======== Material shown ========

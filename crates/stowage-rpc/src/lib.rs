//! Streaming RPC against the daemon's HTTP API.
//!
//! Some endpoints answer with an open-ended sequence of JSON messages on a
//! single response body. Each message is framed as `<decimal length>#<json>`
//! with nothing between frames. [`MessageStream`] turns such a body into a
//! pull-based cursor; [`FrameDecoder`] is the underlying pure decoder.

mod client;
mod error;
mod frame;
mod stream;

pub use client::{BoxStream, HttpClient};
#[cfg(feature = "reqwest")]
pub use client::ReqwestClient;
pub use error::{BoxError, Error, Result};
pub use frame::{FrameDecoder, encode_frame};
pub use stream::MessageStream;
//! Content verification primitives for content-addressed objects.
//!
//! Provides incremental hashing so bytes are digested while they move
//! (downloaded, copied into the store) rather than in a second pass.
//!
//! # Example
//!
//! ```
//! use std::io::Read;
//! use stowage_uri::Algorithm;
//! use stowage_verify::{AnyHasher, VerifiedReader};
//!
//! let data = b"hello";
//! let hasher = AnyHasher::for_algorithm(Algorithm::Sha1).unwrap();
//! let mut reader = VerifiedReader::new(&data[..], hasher);
//! let mut sink = Vec::new();
//! reader.read_to_end(&mut sink).unwrap();
//!
//! reader.finish("aaf4c61ddcc5e8a2dabede0f3b482cd9aea9434d").unwrap();
//! ```

pub use self::error::{Error, Result};
pub use self::hasher::{AnyHasher, DigestHasher, Hasher, Sha1Hasher};
pub use self::reader::VerifiedReader;

#[cfg(feature = "md5")]
pub use self::hasher::Md5Hasher;

mod error;
mod hasher;
mod reader;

========

* _Task details_: Could you restate the records above word for word?

* _Result for this task_:
filename crates/stowage-rpc/src/lib.rs
//! Streaming RPC against the daemon's HTTP API.
//!
//! Some endpoints answer with an open-ended sequence of JSON messages on a
//! single response body. Each message is framed as `<decimal length>#<json>`
//! with nothing between frames. [`MessageStream`] turns such a body into a
//! pull-based cursor; [`FrameDecoder`] is the underlying pure decoder.

mod client;
mod error;
mod frame;
mod stream;

pub use client::{BoxStream, HttpClient};
#[cfg(feature = "reqwest")]
pub use client::ReqwestClient;
pub use error::{BoxError, Error, Result};
pub use frame::{FrameDecoder, encode_frame};
pub use stream::MessageStream;
//! Content verification primitives for content-addressed objects.
//!
//! Provides incremental hashing so bytes are digested while they move
//! (downloaded, copied into the store) rather than in a second pass.
//!
//! # Example
//!
//! ```
//! use std::io::Read;
//! use stowage_uri::Algorithm;
//! use stowage_verify::{AnyHasher, VerifiedReader};
//!
//! let data = b"hello";
//! let hasher = AnyHasher::for_algorithm(Algorithm::Sha1).unwrap();
//! let mut reader = VerifiedReader::new(&data[..], hasher);
//! let mut sink = Vec::new();
//! reader.read_to_end(&mut sink).unwrap();
//!
//! reader.finish("aaf4c61ddcc5e8a2dabede0f3b482cd9aea9434d").unwrap();
//! ```

pub use self::error::{Error, Result};
pub use self::hasher::{AnyHasher, DigestHasher, Hasher, Sha1Hasher};
pub use self::reader::VerifiedReader;

#[cfg(feature = "md5")]
pub use self::hasher::Md5Hasher;

mod error;
mod hasher;
mod reader;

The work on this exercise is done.